Loss is hard, and I would very much like to have him back here, bitching about how the Beloved Patriots didn’t make it to the Super Bowl. We miss him, and mourn his death. Some days it comes back to me, fresh, because I realize anew the finality of it all. He didn’t have an 80th birthday, and this new year is the first one since 1932 that he wasn’t on the planet. I have only once (thank goodness) unthinkingly grabbed the phone and with the idea to call him.
I’m grateful I knew him, and grateful that I was a part of him. In the past 364 days many people have told me just how much of an impact he made on their lives, and that’s very powerful. I am left thinking of my relationships with the family I have left, and hope that they know how very special they are to me, and that we are all in some way connected to one another through him. That’s a big deal, and nice to think about. We all leave a legacy, you know?
So yes, I miss him and wish he were here. But I have no plans to have a little cry tomorrow, or even to commemorate it with much more than a nod to that 365th day’s passing. I’m just going to hug people I love, and be grateful for all that these past 364 days have taught me.
2 thoughts on “364 Days…”
These are wonderful and wise words. Thank you. I’m still in denial and rage most days. The anniversary of my brother’s death is next Sunday. Yes, sometimes acceptance is a long time coming.
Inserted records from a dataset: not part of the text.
//! Fixed-point decimal amounts.
//!
//! Every monetary value in the engine is an [`Amount`]: a non-negative integer
//! of raw units scaled by 10^18. Amounts enter and leave the system only as
//! canonical base-10 strings (`"0.05"`, `"100"`), never as binary floats.
//!
//! Division only happens in [`Amount::multiply_by_bps`], which floors. The
//! sub-unit remainder ("dust") is dropped and belongs to nobody; callers that
//! need an exact split use [`Amount::split_bps`], which hands the remainder
//! to the second part so that both parts always sum to the original.

use serde::{Deserialize, Deserializer, Serialize, Serializer};
use std::fmt;
use std::str::FromStr;

use crate::error::AmountError;
use crate::rate::BasisPoints;

/// Number of fractional decimal digits carried by an [`Amount`].
pub const FRACTION_DIGITS: usize = 18;

/// Raw units per whole unit (10^18).
pub const SCALE: u128 = 1_000_000_000_000_000_000;

/// A non-negative decimal quantity stored as raw units (u128) for precision.
#[derive(Clone, Copy, Default, PartialEq, Eq, PartialOrd, Ord, Hash)]
pub struct Amount(u128);

impl Amount {
    pub const ZERO: Self = Self(0);

    /// Build an amount from raw (already scaled) units.
    pub const fn from_raw(raw: u128) -> Self {
        Self(raw)
    }

    /// Build an amount from whole units.
    pub const fn from_units(units: u64) -> Self {
        Self(units as u128 * SCALE)
    }

    pub const fn raw(&self) -> u128 {
        self.0
    }

    pub const fn is_zero(&self) -> bool {
        self.0 == 0
    }

    /// Parse a decimal string into scaled units.
    ///
    /// Accepts `digits` or `digits.digits` with at most 18 fractional digits.
    /// Signs, whitespace, exponents and bare or trailing dots are rejected.
    pub fn parse(s: &str) -> Result<Self, AmountError> {
        if s.is_empty() {
            return Err(AmountError::Empty);
        }
        let (int_part, frac_part) = match s.split_once('.') {
            Some((int_part, frac_part)) => (int_part, Some(frac_part)),
            None => (s, None),
        };
        if !is_digits(int_part) {
            return Err(AmountError::Malformed(s.to_string()));
        }

        let mut whole: u128 = 0;
        for digit in int_part.bytes() {
            whole = whole
                .checked_mul(10)
                .and_then(|w| w.checked_add(u128::from(digit - b'0')))
                .ok_or(AmountError::Overflow)?;
        }
        let mut raw = whole.checked_mul(SCALE).ok_or(AmountError::Overflow)?;

        if let Some(frac_part) = frac_part {
            if !is_digits(frac_part) {
                return Err(AmountError::Malformed(s.to_string()));
            }
            if frac_part.len() > FRACTION_DIGITS {
                return Err(AmountError::TooPrecise(s.to_string()));
            }
            let mut frac: u128 = 0;
            for digit in frac_part.bytes() {
                frac = frac * 10 + u128::from(digit - b'0');
            }
            frac *= 10u128.pow((FRACTION_DIGITS - frac_part.len()) as u32);
            raw = raw.checked_add(frac).ok_or(AmountError::Overflow)?;
        }

        Ok(Self(raw))
    }

    pub fn checked_add(self, other: Self) -> Result<Self, AmountError> {
        self.0
            .checked_add(other.0)
            .map(Self)
            .ok_or(AmountError::Overflow)
    }

    /// Subtract, failing instead of clamping when the result would be negative.
    pub fn checked_sub(self, other: Self) -> Result<Self, AmountError> {
        self.0
            .checked_sub(other.0)
            .map(Self)
            .ok_or(AmountError::Underflow {
                minuend: self,
                subtrahend: other,
            })
    }

    /// `floor(self * bps / 10000)`.
    ///
    /// Computed as `q * bps + floor(r * bps / 10000)` with `self = q * 10000 + r`,
    /// which is exact and cannot overflow for any `bps <= 10000`.
    pub fn multiply_by_bps(self, bps: BasisPoints) -> Self {
        let denom = u128::from(BasisPoints::MAX);
        let bps = u128::from(bps.value());
        let q = self.0 / denom;
        let r = self.0 % denom;
        Self(q * bps + (r * bps) / denom)
    }

    /// Split into `(floor(self * bps / 10000), rest)`; the parts always sum to `self`.
    pub fn split_bps(self, bps: BasisPoints) -> (Self, Self) {
        let part = self.multiply_by_bps(bps);
        (part, Self(self.0 - part.0))
    }

    /// Sum a sequence of amounts, failing on overflow.
    pub fn checked_sum<I>(amounts: I) -> Result<Self, AmountError>
    where
        I: IntoIterator<Item = Self>,
    {
        amounts
            .into_iter()
            .try_fold(Self::ZERO, |acc, amount| acc.checked_add(amount))
    }
}

fn is_digits(s: &str) -> bool {
    !s.is_empty() && s.bytes().all(|b| b.is_ascii_digit())
}

impl FromStr for Amount {
    type Err = AmountError;

    fn from_str(s: &str) -> Result<Self, Self::Err> {
        Self::parse(s)
    }
}

/// Canonical rendering: trailing fractional zeros are trimmed and whole
/// values carry no decimal point.
impl fmt::Display for Amount {
    fn fmt(&self, f: &mut fmt::Formatter<'_>) -> fmt::Result {
        let whole = self.0 / SCALE;
        let frac = self.0 % SCALE;
        if frac == 0 {
            return write!(f, "{whole}");
        }
        let digits = format!("{frac:018}");
        write!(f, "{whole}.{}", digits.trim_end_matches('0'))
    }
}

impl fmt::Debug for Amount {
    fn fmt(&self, f: &mut fmt::Formatter<'_>) -> fmt::Result {
        write!(f, "Amount({self})")
    }
}

impl Serialize for Amount {
    fn serialize<S: Serializer>(&self, serializer: S) -> Result<S::Ok, S::Error> {
        serializer.collect_str(self)
    }
}

impl<'de> Deserialize<'de> for Amount {
    fn deserialize<D: Deserializer<'de>>(deserializer: D) -> Result<Self, D::Error> {
        let s = String::deserialize(deserializer)?;
        Self::parse(&s).map_err(serde::de::Error::custom)
    }
}
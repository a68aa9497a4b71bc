//! What each state-machine command did.

use bounty_escrow::{RefundOutcome, StakeOutcome};
use bounty_settlement::SettlementResult;
use bounty_store::{SubmissionRecord, TaskRecord, TaskStatus};
use bounty_types::{Amount, MilestoneId, TaskId, WorkerId};
use serde::{Deserialize, Serialize};

/// A claim that timed out and was slashed when the task was next touched.
#[derive(Clone, Debug, PartialEq, Eq)]
pub struct ExpiredClaim {
    pub task_id: TaskId,
    pub worker: WorkerId,
    pub stake: StakeOutcome,
}

#[derive(Clone, Debug, PartialEq, Eq)]
pub struct ClaimOutcome {
    pub task: TaskRecord,
    pub stake: StakeOutcome,
    pub active_milestone: Option<MilestoneId>,
    /// A previous claim expired lazily before this one was granted.
    pub expired_previous: Option<ExpiredClaim>,
}

#[derive(Clone, Debug, PartialEq, Eq)]
pub enum ReleaseOutcome {
    Released { stake: StakeOutcome },
    /// The claim had already timed out; the slash is committed.
    ClaimExpired(ExpiredClaim),
}

#[derive(Clone, Debug, PartialEq, Eq)]
pub enum SubmitOutcome {
    Submitted(SubmissionRecord),
    /// The submission arrived after the claim window; the slash is committed.
    ClaimExpired(ExpiredClaim),
}

#[derive(Clone, Debug, PartialEq, Eq)]
pub struct AcceptOutcome {
    pub settlement: SettlementResult,
    pub task_status: TaskStatus,
    pub next_milestone: Option<MilestoneId>,
    /// Escrow returned to the creator when the task completed.
    pub escrow_released: Option<Amount>,
}

#[derive(Clone, Debug, PartialEq, Eq)]
pub enum RejectOutcome {
    /// The claimant may submit again.
    Resubmit { attempts_left: Option<u32> },
    /// Milestone attempts are used up: stake slashed, task reopened.
    AttemptsExhausted { stake: StakeOutcome },
}

#[derive(Clone, Copy, Debug, PartialEq, Eq, Serialize, Deserialize)]
#[serde(rename_all = "snake_case")]
pub enum DisputeResolution {
    WorkerWins,
    CreatorWins,
}

#[derive(Clone, Debug, PartialEq, Eq)]
pub enum ResolveOutcome {
    Accepted(AcceptOutcome),
    Slashed { stake: StakeOutcome },
}

/// Cancellation result: refunded now, or already refunded earlier.
pub type CancelOutcome = RefundOutcome;
//! Ledger account owners.

use serde::{Deserialize, Serialize};
use std::fmt;

use crate::ids::WorkerId;

#[derive(Clone, Copy, Debug, PartialEq, Eq, PartialOrd, Ord, Hash, Serialize, Deserialize)]
#[serde(rename_all = "snake_case")]
pub enum OwnerType {
    Worker,
    Protocol,
}

/// Who a ledger account belongs to. The protocol has exactly one account per chain.
#[derive(Clone, Debug, PartialEq, Eq, PartialOrd, Ord, Hash, Serialize, Deserialize)]
pub enum Owner {
    Worker(WorkerId),
    Protocol,
}

impl Owner {
    pub fn owner_type(&self) -> OwnerType {
        match self {
            Owner::Worker(_) => OwnerType::Worker,
            Owner::Protocol => OwnerType::Protocol,
        }
    }

    pub fn owner_id(&self) -> Option<&WorkerId> {
        match self {
            Owner::Worker(id) => Some(id),
            Owner::Protocol => None,
        }
    }
}

impl From<WorkerId> for Owner {
    fn from(id: WorkerId) -> Self {
        Owner::Worker(id)
    }
}

impl fmt::Display for Owner {
    fn fmt(&self, f: &mut fmt::Formatter<'_>) -> fmt::Result {
        match self {
            Owner::Worker(id) => write!(f, "worker:{id}"),
            Owner::Protocol => f.write_str("protocol"),
        }
    }
}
But like you– I cherish those I have while I can just that much more in best ways I know how.Time. Sometimes, it is just spending time.
I thought of you, Sheree, and another friend who lost someone at around the same time. I remember it as a time of loss for many.
There are, I think, some deaths that are easier to bear than others. My father’s, because he had a long rich life and what seemed to be “enough time”, felt – while heartbreaking – as if it were somehow okay.
A death too soon feels like something has been stolen and broken, I know. I’m sorry for the loss of your brother. When I see Night Sky Wheel Ride on my shelf, I think of your brother who I have never met but who I know was very loved.